A Qing enameled "swallows" bowl sold for nearly $19 million in 2006, making it the most costly Asian artwork ever auctioned.
"Certainly the rapid rise in prices and the wider participation of new buyers in the market have given greater incentive to fakers to do the best they can," said James Lally, one of the leading U.S. dealers of Chinese artwork and a former head of auctioneer Sotheby's in North America.
Adding to the risk is the difficulty of authentication. While scientific authentication including thermoluminescence testing to date the wares is available, fakers have devised methods using old clay and "radiating" their wares to age them artificially.
Sotheby's, which subjects every ceramic it sells to checks by at least five to eight experts, says while decorative fakes abound, the truly "dangerous" fakes are much less commonly encountered.
"The exquisite matter that's made to fool professionals, these we don't see that often on the market," said Nicolas Chow, head of Chinese ceramics and artwork at Sotheby's Hong Kong.
"I think the game has been the same for the past few decades, but the knowledge needs to be updated ... it's always been a challenge and we'll have to continue to keep those fakes from Jingdezhen in check, it'll continue to be an area where we have to be increasingly vigilant," added Chow.
"CHINA" RISK
The risk of being caught out by an expensive fake has driven collectors to pay heftier premiums for pieces of impeccable provenance with a verifiable sales history, or to buy through top auction houses like Sotheby's and Christie's which offer a five-year guarantee.

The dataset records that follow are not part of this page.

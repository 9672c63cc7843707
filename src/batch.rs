//! Config-driven orchestration: iterate a frame-id range, decode depth
//! frames, render, and encode the two outputs.
//!
//! The GL context itself stays the host's job; `run` only needs it to be
//! current on the calling thread.

use std::fmt::Write as _;
use std::fs;
use std::path::{Path, PathBuf};

use serde::{Deserialize, Serialize};

use crate::camera::{CameraIntrinsics, ClipConfig};
use crate::error::DepthVizError;
use crate::gpu::program::ShaderPaths;
use crate::options::Options;
use crate::visualizer::DepthVisualizer;

/// One batch run, deserialized from a JSON config document.
///
/// Path patterns use a printf-style `%d` / `%0Nd` placeholder for the
/// frame id, e.g. `"depth/%04d.png"`.
#[derive(Debug, Clone, PartialEq, Serialize, Deserialize)]
pub struct BatchConfig {
    /// Pattern for input depth frames (16-bit single-channel images).
    pub in_path_pattern: String,
    /// Pattern for Phong output files.
    pub phong_out_path_pattern: String,
    /// Pattern for normal-map output files.
    pub normal_out_path_pattern: String,
    /// Vertex shader source path.
    pub vert_shader_path: PathBuf,
    /// Optional geometry shader source path; absent skips the stage.
    #[serde(default)]
    pub geom_shader_path: Option<PathBuf>,
    /// Fragment shader source path.
    pub frag_shader_path: PathBuf,
    /// Camera intrinsics; also fixes the output resolution.
    pub camera: CameraIntrinsics,
    /// Near clipping plane distance.
    pub near_clip: f32,
    /// Far clipping plane distance.
    pub far_clip: f32,
    /// Upper bound on reconstructed depth.
    pub max_dist: f32,
    /// First frame id (inclusive).
    pub start_frame: i32,
    /// Last frame id (inclusive).
    pub end_frame: i32,
    /// Shading options; omitted sections keep the documented defaults.
    #[serde(default)]
    pub options: Options,
}

impl BatchConfig {
    /// Load a run description from a JSON file.
    ///
    /// # Errors
    ///
    /// [`DepthVizError::Io`] if the file cannot be read,
    /// [`DepthVizError::ConfigParse`] if the document does not match the
    /// schema.
    pub fn load(path: &Path) -> Result<Self, DepthVizError> {
        let content = fs::read_to_string(path).map_err(DepthVizError::Io)?;
        serde_json::from_str(&content)
            .map_err(|e| DepthVizError::ConfigParse(e.to_string()))
    }

    fn shader_paths(&self) -> ShaderPaths {
        // An empty geometry path means "no geometry stage", same as an
        // absent field.
        let geometry = self
            .geom_shader_path
            .as_ref()
            .filter(|path| !path.as_os_str().is_empty())
            .cloned();
        ShaderPaths {
            vertex: self.vert_shader_path.clone(),
            geometry,
            fragment: self.frag_shader_path.clone(),
        }
    }

    const fn clip(&self) -> ClipConfig {
        ClipConfig {
            near_clip: self.near_clip,
            far_clip: self.far_clip,
            max_dist: self.max_dist,
        }
    }
}

/// Expand every printf-style `%d` / `%0Nd` placeholder in `pattern` with
/// `frame`. `%%` yields a literal percent sign; unrecognized sequences
/// pass through unchanged.
#[must_use]
pub fn format_frame_path(pattern: &str, frame: i32) -> String {
    let mut out = String::with_capacity(pattern.len() + 8);
    let mut rest = pattern;
    while let Some(pos) = rest.find('%') {
        out.push_str(&rest[..pos]);
        let tail = &rest[pos + 1..];

        if let Some(stripped) = tail.strip_prefix('%') {
            out.push('%');
            rest = stripped;
            continue;
        }

        let digits = tail
            .find(|c: char| !c.is_ascii_digit())
            .unwrap_or(tail.len());
        if tail[digits..].starts_with('d') {
            let width: usize = tail[..digits].parse().unwrap_or(0);
            if tail[..digits].starts_with('0') {
                let _ = write!(out, "{frame:0width$}");
            } else {
                let _ = write!(out, "{frame:width$}");
            }
            rest = &tail[digits + 1..];
        } else {
            out.push('%');
            rest = tail;
        }
    }
    out.push_str(rest);
    out
}

/// Render every frame in the configured range.
///
/// Constructs one [`DepthVisualizer`], drives it over
/// `start_frame..=end_frame`, and releases it before returning - on
/// failure as well, so no GPU object outlives the run.
///
/// # Errors
///
/// Construction errors from [`DepthVisualizer::new`];
/// [`DepthVizError::Image`] if a frame fails to decode or an output fails
/// to encode; [`DepthVizError::OversizeInput`] if a decoded frame exceeds
/// the configured resolution.
pub fn run(
    gl: &glow::Context,
    config: &BatchConfig,
) -> Result<(), DepthVizError> {
    let mut visualizer = DepthVisualizer::new(
        gl,
        config.camera,
        &config.shader_paths(),
        config.clip(),
        &config.options,
    )?;
    let result = run_frames(gl, &mut visualizer, config);
    visualizer.destroy(gl);
    result
}

fn run_frames(
    gl: &glow::Context,
    visualizer: &mut DepthVisualizer,
    config: &BatchConfig,
) -> Result<(), DepthVizError> {
    for frame in config.start_frame..=config.end_frame {
        let in_path = format_frame_path(&config.in_path_pattern, frame);
        let depth = image::open(&in_path)?.to_luma16();

        let (phong, normal) = visualizer.visualize(gl, &depth)?;

        phong
            .save(format_frame_path(&config.phong_out_path_pattern, frame))?;
        normal
            .save(format_frame_path(&config.normal_out_path_pattern, frame))?;

        log::info!("frame {frame:04} is done");
    }
    Ok(())
}

#[cfg(test)]
mod tests {
    use super::*;

    #[test]
    fn zero_padded_placeholder_expands_to_fixed_width() {
        assert_eq!(format_frame_path("depth/%04d.png", 7), "depth/0007.png");
        assert_eq!(format_frame_path("depth/%04d.png", 12345), "depth/12345.png");
    }

    #[test]
    fn bare_placeholder_uses_no_padding() {
        assert_eq!(format_frame_path("out/%d.png", 42), "out/42.png");
    }

    #[test]
    fn literal_percent_and_unknown_sequences_survive() {
        assert_eq!(format_frame_path("a%%b/%04d.png", 3), "a%b/0003.png");
        assert_eq!(format_frame_path("100%s/%d.png", 3), "100%s/3.png");
    }

    #[test]
    fn pattern_without_placeholder_is_returned_verbatim() {
        assert_eq!(format_frame_path("static.png", 9), "static.png");
    }

    #[test]
    fn every_placeholder_receives_the_frame_id() {
        assert_eq!(
            format_frame_path("f%02d/depth_%04d.png", 5),
            "f05/depth_0005.png"
        );
    }

    #[test]
    fn minimal_config_parses_with_defaults() {
        let config: BatchConfig = serde_json::from_str(
            r#"{
                "in_path_pattern": "data/depth/%04d.png",
                "phong_out_path_pattern": "out/phong/%04d.png",
                "normal_out_path_pattern": "out/normal/%04d.png",
                "vert_shader_path": "shaders/depth.vert",
                "frag_shader_path": "shaders/depth.frag",
                "camera": {
                    "width": 640, "height": 480,
                    "fx": 525.0, "fy": 525.0, "cx": 320.0, "cy": 240.0
                },
                "near_clip": 0.1,
                "far_clip": 5.0,
                "max_dist": 3.0,
                "start_frame": 0,
                "end_frame": 99
            }"#,
        )
        .unwrap();

        assert_eq!(config.camera.width, 640);
        assert_eq!(config.geom_shader_path, None);
        assert_eq!(config.options, Options::default());
        assert_eq!(
            format_frame_path(&config.in_path_pattern, 3),
            "data/depth/0003.png"
        );
    }

    #[test]
    fn empty_geometry_path_skips_the_stage() {
        let mut config: BatchConfig = serde_json::from_str(
            r#"{
                "in_path_pattern": "d/%d.png",
                "phong_out_path_pattern": "p/%d.png",
                "normal_out_path_pattern": "n/%d.png",
                "vert_shader_path": "v.vert",
                "geom_shader_path": "",
                "frag_shader_path": "f.frag",
                "camera": {
                    "width": 320, "height": 240,
                    "fx": 300.0, "fy": 300.0, "cx": 160.0, "cy": 120.0
                },
                "near_clip": 0.2,
                "far_clip": 8.0,
                "max_dist": 4.0,
                "start_frame": 0,
                "end_frame": 0
            }"#,
        )
        .unwrap();
        assert_eq!(config.shader_paths().geometry, None);

        config.geom_shader_path = Some(PathBuf::from("g.geom"));
        assert_eq!(
            config.shader_paths().geometry,
            Some(PathBuf::from("g.geom"))
        );
    }

    #[test]
    fn config_round_trips_through_json() {
        let config: BatchConfig = serde_json::from_str(
            r#"{
                "in_path_pattern": "d/%d.png",
                "phong_out_path_pattern": "p/%d.png",
                "normal_out_path_pattern": "n/%d.png",
                "vert_shader_path": "v.vert",
                "geom_shader_path": "g.geom",
                "frag_shader_path": "f.frag",
                "camera": {
                    "width": 320, "height": 240,
                    "fx": 300.0, "fy": 300.0, "cx": 160.0, "cy": 120.0
                },
                "near_clip": 0.2,
                "far_clip": 8.0,
                "max_dist": 4.0,
                "start_frame": 1,
                "end_frame": 1
            }"#,
        )
        .unwrap();
        let json = serde_json::to_string(&config).unwrap();
        let parsed: BatchConfig = serde_json::from_str(&json).unwrap();
        assert_eq!(config, parsed);
    }
}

But the fakers who concoct seemingly convincing tales to bolster the perceived provenance of their freshly fired wares, often coming with faked old museum stickers, do sometimes succeed in catching the big players out.
One auction house recently withdrew a high-profile ceramics piece which had been displayed in New York. A catalogue had been printed with details of the supposedly rare Qing item but this was subsequently pulped at great cost.
The proliferation of auction houses in mainland China fueled by a wave of affluent neophyte Chinese collectors looking to get a fast buck has made fakes a special problem there given poor authentication and legal safeguards.
"It's quite serious right now," said Dong Guoqiang, chairman of Beijing's Council International Auction house, one of the larger and more respected of China's emerging art sellers.
"If you buy without knowledge privately and are tempted by a low price then the risk will be larger," Dong added.
"There are pieces that are publicized in the newspapers having set record prices (where) an experienced collector or dealer takes one look and says 'not a chance that it's old'. It's just part of a game that's going on," said New York-based Lally.
Meanwhile, the faker in Jingdezhen who has other legitimate business interests but still enjoys "beating the experts" maintains a large basement inventory of top-quality fakes, mostly blue and white wares, gathering dust or being weathered outdoors, awaiting the right moment to surface.
"In the 1980s this wind really rose up in Jingdezhen, and it never stopped," he said of the top fakers, who ironically are now the last gatekeepers of ancient Ming and Qing potting traditions that might otherwise have vanished into irrelevance.
"As long as there's money to be made, it will never stop."